At the whole organism level substrates are moved between organs that can either remove or add substrates to the blood perfusing the organ. The concentrations of the substrates entering and leaving tissues and organs can be measured to help describe how substrates move between organs. Within each organ substrates can be followed as they transverse the plasma membrane and enter the metabolic pathways. Depending on the specific pathway it could all occur in the cytosol (eg, glycolysis) or be compartmentalized in subcellular organelles (eg, citric acid cycle in the mitochondrion).

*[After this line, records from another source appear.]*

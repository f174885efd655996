//! Service initialization
//!
//! Wires the stores and hooks into the engine services, applying the runtime
//! settings from [`Config`].

use std::sync::Arc;
use taskflow_core::{AppError, AuditSink, Config, NotificationDispatcher};
use taskflow_db::{DirectoryStore, LockStore, TaskStore};

use crate::authorization::AuthorizationService;
use crate::hierarchy::HierarchyService;
use crate::orchestrator::TaskOrchestrator;
use crate::permissions::PermissionCatalog;

/// The initialized engine services, sharing one permission catalog.
#[derive(Clone)]
pub struct Engine {
    pub catalog: Arc<PermissionCatalog>,
    pub hierarchy: Arc<HierarchyService>,
    pub authorization: Arc<AuthorizationService>,
    pub orchestrator: Arc<TaskOrchestrator>,
}

impl Engine {
    /// Load the permission catalog from the directory and build every service.
    #[tracing::instrument(skip_all)]
    pub async fn initialize(
        config: &Config,
        directory: Arc<dyn DirectoryStore>,
        tasks: Arc<dyn TaskStore>,
        locks: Arc<dyn LockStore>,
        audit: Arc<dyn AuditSink>,
        notifier: Arc<dyn NotificationDispatcher>,
    ) -> Result<Self, AppError> {
        let catalog = Arc::new(PermissionCatalog::load(directory.as_ref()).await?);
        if catalog.is_empty() {
            tracing::warn!("Permission catalog is empty, every permission check will deny");
        }

        let hierarchy = Arc::new(HierarchyService::new(directory.clone(), audit.clone()));
        let authorization = Arc::new(AuthorizationService::from_config(
            directory.clone(),
            tasks.clone(),
            catalog.clone(),
            audit,
            config,
        ));
        let orchestrator = Arc::new(TaskOrchestrator::from_config(
            authorization.clone(),
            directory,
            tasks,
            locks,
            notifier,
            config,
        ));

        tracing::info!(
            roles = catalog.len(),
            lock_ttl_secs = config.lock_ttl_secs,
            default_allow_cross_dept_comm = config.default_allow_cross_dept_comm,
            "Engine services initialized"
        );

        Ok(Self {
            catalog,
            hierarchy,
            authorization,
            orchestrator,
        })
    }
}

The Anatomical Location of an Organ & the Blood Circulation Integrates Metabolism

When food is digested in the intestine the substrates are either directly taken up and enter the portal vein or are packaged and secreted into the lymphatic system. The portal vein sends all of the absorbed substrates to the liver. Depending on the substrate, the liver can take up a small or large fraction of that which is delivered into the portal vein with the remaining allowed to pass into the systemic circulation. Substrates that enter the lymphatic circulation coalesce into a common thoracic duct which bypasses the liver and drains its contents into the systemic circulation.

Amino acids resulting from the digestion of dietary protein and glucose resulting from the digestion of carbohydrates are absorbed via the hepatic portal vein. The liver has the role of regulating the blood concentration of these water-soluble metabolites (Figure 1) by removing a variable portion of these substrates before they enter the systemic circulation. The uptake of glucose and amino acids is a regulated process.

Fig1. Uptake and fate of major carbohydrate and amino acid substrates and metabolites. Note: Brain and adipose tissue are not depicted.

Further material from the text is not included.